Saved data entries
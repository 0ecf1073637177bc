//! Additive rate terms
//!
//! Every contribution to an axis' motion is a signed rate in multiples of
//! the sidereal rate. The axis controller sums the enabled terms once per
//! tick and converts the sum to steps with the clock's sidereal step rate.

#[cfg(feature = "serde")]
use serde::{Deserialize, Serialize};

/// Named rate contribution
#[derive(Debug, Clone, Copy, PartialEq, Eq)]
#[cfg_attr(feature = "defmt", derive(defmt::Format))]
pub enum RateKind {
    /// Base tracking rate (sidereal, solar, lunar, King)
    Tracking,
    /// Refraction or pointing-model correction
    Compensation,
    /// Manual or autoguider correction
    Guide,
    /// Periodic error correction playback
    Pec,
}

impl RateKind {
    pub const ALL: [RateKind; 4] = [
        RateKind::Tracking,
        RateKind::Compensation,
        RateKind::Guide,
        RateKind::Pec,
    ];

    const fn index(self) -> usize {
        match self {
            RateKind::Tracking => 0,
            RateKind::Compensation => 1,
            RateKind::Guide => 2,
            RateKind::Pec => 3,
        }
    }
}

/// One rate contribution
#[derive(Debug, Clone, Copy, PartialEq)]
#[cfg_attr(feature = "defmt", derive(defmt::Format))]
pub struct RateTerm {
    /// Signed rate in multiples of sidereal
    pub value: f64,
    pub enabled: bool,
}

impl RateTerm {
    pub const OFF: Self = Self {
        value: 0.0,
        enabled: false,
    };

    /// An enabled term at `value`
    pub const fn new(value: f64) -> Self {
        Self {
            value,
            enabled: true,
        }
    }

    fn contribution(&self) -> f64 {
        if self.enabled {
            self.value
        } else {
            0.0
        }
    }
}

impl Default for RateTerm {
    fn default() -> Self {
        Self::OFF
    }
}

/// The set of rate terms driving one axis
#[derive(Debug, Clone, Copy, PartialEq, Default)]
#[cfg_attr(feature = "defmt", derive(defmt::Format))]
pub struct RateTerms {
    terms: [RateTerm; 4],
}

impl RateTerms {
    pub fn get(&self, kind: RateKind) -> RateTerm {
        self.terms[kind.index()]
    }

    /// Replace a term's value, keeping its enabled flag
    pub fn set(&mut self, kind: RateKind, value: f64) {
        self.terms[kind.index()].value = value;
    }

    pub fn enable(&mut self, kind: RateKind, enabled: bool) {
        self.terms[kind.index()].enabled = enabled;
    }

    /// Summed rate while tracking: every enabled term
    pub fn tracking_sum(&self) -> f64 {
        self.terms.iter().map(RateTerm::contribution).sum()
    }

    /// Summed rate while idle: guiding still moves the axis
    pub fn idle_sum(&self) -> f64 {
        self.get(RateKind::Guide).contribution()
    }
}

/// Base tracking rate preset
#[derive(Debug, Clone, Copy, PartialEq, Eq, Default)]
#[cfg_attr(feature = "defmt", derive(defmt::Format))]
#[cfg_attr(feature = "serde", derive(Serialize, Deserialize))]
pub enum TrackingRate {
    #[default]
    Sidereal,
    Solar,
    Lunar,
    /// Sidereal corrected for mean refraction near the pole
    King,
}

impl TrackingRate {
    /// Rate in multiples of sidereal
    pub fn multiplier(self) -> f64 {
        match self {
            TrackingRate::Sidereal => 1.0,
            TrackingRate::Solar => 0.997_270,
            TrackingRate::Lunar => 0.963_595,
            TrackingRate::King => 0.999_720,
        }
    }
}

#[cfg(test)]
mod tests {
    use super::*;

    #[test]
    fn test_sum_skips_disabled_terms() {
        let mut terms = RateTerms::default();
        terms.set(RateKind::Tracking, 1.0);
        terms.enable(RateKind::Tracking, true);
        terms.set(RateKind::Guide, 0.5);
        assert_eq!(terms.tracking_sum(), 1.0);

        terms.enable(RateKind::Guide, true);
        assert_eq!(terms.tracking_sum(), 1.5);
    }

    #[test]
    fn test_idle_sum_is_guide_only() {
        let mut terms = RateTerms::default();
        for kind in RateKind::ALL {
            terms.set(kind, 1.0);
            terms.enable(kind, true);
        }
        assert_eq!(terms.tracking_sum(), 4.0);
        assert_eq!(terms.idle_sum(), 1.0);
    }

    #[test]
    fn test_set_keeps_enable_flag() {
        let mut terms = RateTerms::default();
        terms.enable(RateKind::Pec, true);
        terms.set(RateKind::Pec, -0.25);
        assert_eq!(terms.get(RateKind::Pec), RateTerm::new(-0.25));
    }

    #[test]
    fn test_tracking_presets() {
        assert_eq!(TrackingRate::default().multiplier(), 1.0);
        assert!(TrackingRate::Solar.multiplier() < 1.0);
        assert!(TrackingRate::Lunar.multiplier() < TrackingRate::Solar.multiplier());
    }
}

● ACTION ITEM
Without skipping anything, transcribe every line above exactly.

● RESULT
repository 0ecf1073637177bc
//! Additive rate terms
//!
//! Every contribution to an axis' motion is a signed rate in multiples of
//! the sidereal rate. The axis controller sums the enabled terms once per
//! tick and converts the sum to steps with the clock's sidereal step rate.

#[cfg(feature = "serde")]
use serde::{Deserialize, Serialize};

/// Named rate contribution
#[derive(Debug, Clone, Copy, PartialEq, Eq)]
#[cfg_attr(feature = "defmt", derive(defmt::Format))]
pub enum RateKind {
    /// Base tracking rate (sidereal, solar, lunar, King)
    Tracking,
    /// Refraction or pointing-model correction
    Compensation,
    /// Manual or autoguider correction
    Guide,
    /// Periodic error correction playback
    Pec,
}

impl RateKind {
    pub const ALL: [RateKind; 4] = [
        RateKind::Tracking,
        RateKind::Compensation,
        RateKind::Guide,
        RateKind::Pec,
    ];

    const fn index(self) -> usize {
        match self {
            RateKind::Tracking => 0,
            RateKind::Compensation => 1,
            RateKind::Guide => 2,
            RateKind::Pec => 3,
        }
    }
}

/// One rate contribution
#[derive(Debug, Clone, Copy, PartialEq)]
#[cfg_attr(feature = "defmt", derive(defmt::Format))]
pub struct RateTerm {
    /// Signed rate in multiples of sidereal
    pub value: f64,
    pub enabled: bool,
}

impl RateTerm {
    pub const OFF: Self = Self {
        value: 0.0,
        enabled: false,
    };

    /// An enabled term at `value`
    pub const fn new(value: f64) -> Self {
        Self {
            value,
            enabled: true,
        }
    }

    fn contribution(&self) -> f64 {
        if self.enabled {
            self.value
        } else {
            0.0
        }
    }
}

impl Default for RateTerm {
    fn default() -> Self {
        Self::OFF
    }
}

/// The set of rate terms driving one axis
#[derive(Debug, Clone, Copy, PartialEq, Default)]
#[cfg_attr(feature = "defmt", derive(defmt::Format))]
pub struct RateTerms {
    terms: [RateTerm; 4],
}

impl RateTerms {
    pub fn get(&self, kind: RateKind) -> RateTerm {
        self.terms[kind.index()]
    }

    /// Replace a term's value, keeping its enabled flag
    pub fn set(&mut self, kind: RateKind, value: f64) {
        self.terms[kind.index()].value = value;
    }

    pub fn enable(&mut self, kind: RateKind, enabled: bool) {
        self.terms[kind.index()].enabled = enabled;
    }

    /// Summed rate while tracking: every enabled term
    pub fn tracking_sum(&self) -> f64 {
        self.terms.iter().map(RateTerm::contribution).sum()
    }

    /// Summed rate while idle: guiding still moves the axis
    pub fn idle_sum(&self) -> f64 {
        self.get(RateKind::Guide).contribution()
    }
}

/// Base tracking rate preset
#[derive(Debug, Clone, Copy, PartialEq, Eq, Default)]
#[cfg_attr(feature = "defmt", derive(defmt::Format))]
#[cfg_attr(feature = "serde", derive(Serialize, Deserialize))]
pub enum TrackingRate {
    #[default]
    Sidereal,
    Solar,
    Lunar,
    /// Sidereal corrected for mean refraction near the pole
    King,
}

impl TrackingRate {
    /// Rate in multiples of sidereal
    pub fn multiplier(self) -> f64 {
        match self {
            TrackingRate::Sidereal => 1.0,
            TrackingRate::Solar => 0.997_270,
            TrackingRate::Lunar => 0.963_595,
            TrackingRate::King => 0.999_720,
        }
    }
}

#[cfg(test)]
mod tests {
    use super::*;

    #[test]
    fn test_sum_skips_disabled_terms() {
        let mut terms = RateTerms::default();
        terms.set(RateKind::Tracking, 1.0);
        terms.enable(RateKind::Tracking, true);
        terms.set(RateKind::Guide, 0.5);
        assert_eq!(terms.tracking_sum(), 1.0);

        terms.enable(RateKind::Guide, true);
        assert_eq!(terms.tracking_sum(), 1.5);
    }

    #[test]
    fn test_idle_sum_is_guide_only() {
        let mut terms = RateTerms::default();
        for kind in RateKind::ALL {
            terms.set(kind, 1.0);
            terms.enable(kind, true);
        }
        assert_eq!(terms.tracking_sum(), 4.0);
        assert_eq!(terms.idle_sum(), 1.0);
    }

    #[test]
    fn test_set_keeps_enable_flag() {
        let mut terms = RateTerms::default();
        terms.enable(RateKind::Pec, true);
        terms.set(RateKind::Pec, -0.25);
        assert_eq!(terms.get(RateKind::Pec), RateTerm::new(-0.25));
    }

    #[test]
    fn test_tracking_presets() {
        assert_eq!(TrackingRate::default().multiplier(), 1.0);
        assert!(TrackingRate::Solar.multiplier() < 1.0);
        assert!(TrackingRate::Lunar.multiplier() < TrackingRate::Solar.multiplier());
    }
}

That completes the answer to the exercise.